Media and Human Rights Education: Now More than Ever


BY ALAN DAVIS
Director, Philippine Human Rights Reporting Project
COMMENTARY
Posted by Bulatlat
Vol. VIII, No. 31, September 7-13, 2008

As we all know, the international tradition of journalist education is to train practitioners to be objective, accurate and impartial reporters of news. Anything that is seen as promoting anything else is traditionally seen to be a wrong and misguided.
And yet at the same time –journalism must reflect the society it is in. Some Western practitioners forget that their societies are pretty well established and stable. They have very strong civil societies, good checks and balances and a sound tradition when it comes to the rule of law.

Not all countries and regions though do – and it is for the media in those countries to help fight for, establish and protect human rights and the rule of law.

Now I don’t come before you today to say that the Western model or reporting is the best –far from it. I think very much that Western media is losing its way. But I do propose that there is an international model of journalism that transcends borders – and that model is very strong on human rights.

Ten years ago nobody talked of global warming or developmental journalism or the global food crisis –now everybody does. Things change –and so does journalism.

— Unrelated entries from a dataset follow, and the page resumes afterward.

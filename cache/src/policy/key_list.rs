use std::borrow::Borrow;
use std::hash::Hash;

use ahash::HashMap;
use generational_arena::{Arena, Index};

#[derive(Debug)]
struct Node<K> {
  key: K,
  next: Option<Index>,
  prev: Option<Index>,
}

/// An ordered set of keys backed by an arena-allocated doubly linked list.
///
/// The head is the newest (or most recently used) key, the tail the oldest.
/// Lookup, move-to-front, removal and pop-back are all O(1).
#[derive(Debug)]
pub(super) struct KeyList<K: Eq + Hash + Clone> {
  nodes: Arena<Node<K>>,
  lookup: HashMap<K, Index>,
  head: Option<Index>,
  tail: Option<Index>,
}

impl<K: Eq + Hash + Clone> Default for KeyList<K> {
  fn default() -> Self {
    Self {
      nodes: Arena::new(),
      lookup: HashMap::default(),
      head: None,
      tail: None,
    }
  }
}

impl<K: Eq + Hash + Clone> KeyList<K> {
  pub fn new() -> Self {
    Self::default()
  }

  // Detaches a node from its neighbours without freeing it.
  fn unlink(&mut self, index: Index) {
    let node = &self.nodes[index];
    let prev_idx = node.prev;
    let next_idx = node.next;

    if let Some(prev) = prev_idx {
      self.nodes[prev].next = next_idx;
    } else {
      self.head = next_idx;
    }

    if let Some(next) = next_idx {
      self.nodes[next].prev = prev_idx;
    } else {
      self.tail = prev_idx;
    }
  }

  // Links an already allocated node in as the new head.
  fn link_front(&mut self, index: Index) {
    let old_head = self.head;
    self.nodes[index].next = old_head;
    self.nodes[index].prev = None;
    self.head = Some(index);

    if let Some(old) = old_head {
      self.nodes[old].prev = Some(index);
    }

    if self.tail.is_none() {
      self.tail = Some(index);
    }
  }

  pub fn len(&self) -> usize {
    self.lookup.len()
  }

  pub fn contains<Q>(&self, key: &Q) -> bool
  where
    K: Borrow<Q>,
    Q: Hash + Eq + ?Sized,
  {
    self.lookup.contains_key(key)
  }

  /// Inserts a new key at the head. Returns `false`, leaving the list
  /// untouched, if the key is already tracked.
  pub fn push_front(&mut self, key: K) -> bool {
    if self.lookup.contains_key(&key) {
      return false;
    }
    let index = self.nodes.insert(Node {
      key: key.clone(),
      next: None,
      prev: None,
    });
    self.lookup.insert(key, index);
    self.link_front(index);
    true
  }

  pub fn move_to_front<Q>(&mut self, key: &Q)
  where
    K: Borrow<Q>,
    Q: Hash + Eq + ?Sized,
  {
    if let Some(&index) = self.lookup.get(key) {
      if self.head != Some(index) {
        self.unlink(index);
        self.link_front(index);
      }
    }
  }

  /// Removes and returns the tail (oldest) key.
  pub fn pop_back(&mut self) -> Option<K> {
    let tail = self.tail?;
    self.unlink(tail);
    let node = self.nodes.remove(tail)?;
    self.lookup.remove(&node.key);
    Some(node.key)
  }

  pub fn remove<Q>(&mut self, key: &Q) -> bool
  where
    K: Borrow<Q>,
    Q: Hash + Eq + ?Sized,
  {
    match self.lookup.remove(key) {
      Some(index) => {
        self.unlink(index);
        self.nodes.remove(index);
        true
      }
      None => false,
    }
  }

  // A helper for tests, to get the order of keys from head to tail.
  #[cfg(test)]
  pub(crate) fn keys_as_vec(&self) -> Vec<K> {
    let mut keys = Vec::new();
    let mut current = self.head;
    while let Some(index) = current {
      keys.push(self.nodes[index].key.clone());
      current = self.nodes[index].next;
    }
    keys
  }
}

#[cfg(test)]
mod tests {
  use super::*;

  #[test]
  fn new_list_is_empty() {
    let list = KeyList::<String>::new();
    assert_eq!(list.len(), 0);
    assert!(list.keys_as_vec().is_empty());
    assert!(!list.contains("a"));
  }

  #[test]
  fn push_front_orders_newest_first() {
    let mut list = KeyList::new();
    assert!(list.push_front(1));
    assert!(list.push_front(2));
    assert!(list.push_front(3));
    assert_eq!(list.keys_as_vec(), vec![3, 2, 1]);
  }

  #[test]
  fn push_front_existing_key_is_ignored() {
    let mut list = KeyList::new();
    list.push_front(1);
    list.push_front(2);
    assert!(!list.push_front(1));
    assert_eq!(list.keys_as_vec(), vec![2, 1]);
    assert_eq!(list.len(), 2);
  }

  #[test]
  fn move_to_front_reorders() {
    let mut list = KeyList::new();
    list.push_front(1);
    list.push_front(2);
    list.push_front(3);
    list.move_to_front(&1);
    assert_eq!(list.keys_as_vec(), vec![1, 3, 2]);
    // Moving the head is a no-op.
    list.move_to_front(&1);
    assert_eq!(list.keys_as_vec(), vec![1, 3, 2]);
  }

  #[test]
  fn pop_back_returns_oldest() {
    let mut list = KeyList::new();
    list.push_front(1);
    list.push_front(2);
    assert_eq!(list.pop_back(), Some(1));
    assert_eq!(list.pop_back(), Some(2));
    assert_eq!(list.pop_back(), None);
    assert_eq!(list.len(), 0);
  }

  #[test]
  fn remove_from_middle_keeps_order() {
    let mut list = KeyList::new();
    list.push_front(1);
    list.push_front(2);
    list.push_front(3);
    assert!(list.remove(&2));
    assert!(!list.remove(&2));
    assert_eq!(list.keys_as_vec(), vec![3, 1]);
    assert_eq!(list.pop_back(), Some(1));
    assert_eq!(list.pop_back(), Some(3));
  }

  #[test]
  fn borrowed_lookups_work_for_string_keys() {
    let mut list = KeyList::new();
    list.push_front("a".to_string());
    list.push_front("b".to_string());
    assert!(list.contains("a"));
    list.move_to_front("a");
    assert_eq!(list.keys_as_vec(), vec!["a".to_string(), "b".to_string()]);
    assert!(list.remove("b"));
  }
}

So let us go back and address the concerns of the traditionalists who believe human rights have no place in journalism.
I went to school for a while in the US as I am sure some of you here also did. And the US tradition of news reporting is even more stringent as you know than the European or Anglo-Saxon UK model.

Journalists are strongly discouraged to use the first person ‘I’ –even when they are first-hand witnesses to events.
Many journalists believe their job is simply to report in the most balanced and factually-driven way.

I will come back to the issue of facts later –but I wanted to alert those people who have not yet heard about it –to a very interesting case of two Western journalists who had both reported the war in the former Yugoslavia.

They had both witnessed some terrible things – and they were both called to be prosecution witnesses at the trial of a general charged with war crimes by the International Criminal Court for the former Yugoslavia.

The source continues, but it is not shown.